Collected data entries:
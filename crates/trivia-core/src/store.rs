//! The `TriviaStore` trait and supporting query types.
//!
//! The trait is implemented by storage backends (e.g. `trivia-store-sqlite`).
//! The HTTP layer depends on this abstraction, not on any concrete backend.

use std::future::Future;

use crate::{
  category::Category,
  page::Page,
  question::{NewQuestion, Question},
};

// ─── Query type ──────────────────────────────────────────────────────────────

/// Parameters for [`TriviaStore::list_questions`] and
/// [`TriviaStore::count_questions`].
#[derive(Debug, Clone, Default)]
pub struct QuestionQuery {
  /// Case-insensitive literal substring of the question text.
  pub search:   Option<String>,
  /// Restrict to a single category.
  pub category: Option<i64>,
  /// Window over the id-ordered results. Ignored by `count_questions`.
  pub page:     Option<Page>,
}

impl QuestionQuery {
  pub fn all() -> Self { Self::default() }

  pub fn search(term: impl Into<String>) -> Self {
    Self { search: Some(term.into()), ..Self::default() }
  }

  pub fn in_category(category: i64) -> Self {
    Self { category: Some(category), ..Self::default() }
  }

  pub fn paged(mut self, page: Option<Page>) -> Self {
    self.page = page;
    self
  }
}

// ─── Trait ───────────────────────────────────────────────────────────────────

/// Abstraction over a trivia store backend.
///
/// All methods return `Send` futures so the trait can be used in multi-threaded
/// async runtimes (e.g. tokio with `axum`).
pub trait TriviaStore: Send + Sync {
  type Error: std::error::Error + Send + Sync + 'static;

  // ── Categories ────────────────────────────────────────────────────────

  /// All categories, ordered by id.
  fn list_categories(
    &self,
  ) -> impl Future<Output = Result<Vec<Category>, Self::Error>> + Send + '_;

  /// Retrieve a category by id. Returns `None` if not found.
  fn get_category(
    &self,
    id: i64,
  ) -> impl Future<Output = Result<Option<Category>, Self::Error>> + Send + '_;

  // ── Questions ─────────────────────────────────────────────────────────

  /// Questions matching `query`, ordered by id and windowed by `query.page`.
  fn list_questions<'a>(
    &'a self,
    query: &'a QuestionQuery,
  ) -> impl Future<Output = Result<Vec<Question>, Self::Error>> + Send + 'a;

  /// Number of questions matching `query`'s filters. The page is ignored.
  fn count_questions<'a>(
    &'a self,
    query: &'a QuestionQuery,
  ) -> impl Future<Output = Result<usize, Self::Error>> + Send + 'a;

  /// Retrieve a question by id. Returns `None` if not found.
  fn get_question(
    &self,
    id: i64,
  ) -> impl Future<Output = Result<Option<Question>, Self::Error>> + Send + '_;

  /// Persist a new question and return it with its assigned id.
  fn add_question(
    &self,
    input: NewQuestion,
  ) -> impl Future<Output = Result<Question, Self::Error>> + Send + '_;

  /// Delete a question. Returns `false` if no row with `id` existed, which
  /// includes losing a race against a concurrent delete.
  fn delete_question(
    &self,
    id: i64,
  ) -> impl Future<Output = Result<bool, Self::Error>> + Send + '_;
}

ASSIGNMENT: Type out each entry above again, exactly.

SOLVED PROBLEM:
filename crates/trivia-core/src/store.rs
//! The `TriviaStore` trait and supporting query types.
//!
//! The trait is implemented by storage backends (e.g. `trivia-store-sqlite`).
//! The HTTP layer depends on this abstraction, not on any concrete backend.

use std::future::Future;

use crate::{
  category::Category,
  page::Page,
  question::{NewQuestion, Question},
};

// ─── Query type ──────────────────────────────────────────────────────────────

/// Parameters for [`TriviaStore::list_questions`] and
/// [`TriviaStore::count_questions`].
#[derive(Debug, Clone, Default)]
pub struct QuestionQuery {
  /// Case-insensitive literal substring of the question text.
  pub search:   Option<String>,
  /// Restrict to a single category.
  pub category: Option<i64>,
  /// Window over the id-ordered results. Ignored by `count_questions`.
  pub page:     Option<Page>,
}

impl QuestionQuery {
  pub fn all() -> Self { Self::default() }

  pub fn search(term: impl Into<String>) -> Self {
    Self { search: Some(term.into()), ..Self::default() }
  }

  pub fn in_category(category: i64) -> Self {
    Self { category: Some(category), ..Self::default() }
  }

  pub fn paged(mut self, page: Option<Page>) -> Self {
    self.page = page;
    self
  }
}

// ─── Trait ───────────────────────────────────────────────────────────────────

/// Abstraction over a trivia store backend.
///
/// All methods return `Send` futures so the trait can be used in multi-threaded
/// async runtimes (e.g. tokio with `axum`).
pub trait TriviaStore: Send + Sync {
  type Error: std::error::Error + Send + Sync + 'static;

  // ── Categories ────────────────────────────────────────────────────────

  /// All categories, ordered by id.
  fn list_categories(
    &self,
  ) -> impl Future<Output = Result<Vec<Category>, Self::Error>> + Send + '_;

  /// Retrieve a category by id. Returns `None` if not found.
  fn get_category(
    &self,
    id: i64,
  ) -> impl Future<Output = Result<Option<Category>, Self::Error>> + Send + '_;

  // ── Questions ─────────────────────────────────────────────────────────

  /// Questions matching `query`, ordered by id and windowed by `query.page`.
  fn list_questions<'a>(
    &'a self,
    query: &'a QuestionQuery,
  ) -> impl Future<Output = Result<Vec<Question>, Self::Error>> + Send + 'a;

  /// Number of questions matching `query`'s filters. The page is ignored.
  fn count_questions<'a>(
    &'a self,
    query: &'a QuestionQuery,
  ) -> impl Future<Output = Result<usize, Self::Error>> + Send + 'a;

  /// Retrieve a question by id. Returns `None` if not found.
  fn get_question(
    &self,
    id: i64,
  ) -> impl Future<Output = Result<Option<Question>, Self::Error>> + Send + '_;

  /// Persist a new question and return it with its assigned id.
  fn add_question(
    &self,
    input: NewQuestion,
  ) -> impl Future<Output = Result<Question, Self::Error>> + Send + '_;

  /// Delete a question. Returns `false` if no row with `id` existed, which
  /// includes losing a race against a concurrent delete.
  fn delete_question(
    &self,
    id: i64,
  ) -> impl Future<Output = Result<bool, Self::Error>> + Send + '_;
}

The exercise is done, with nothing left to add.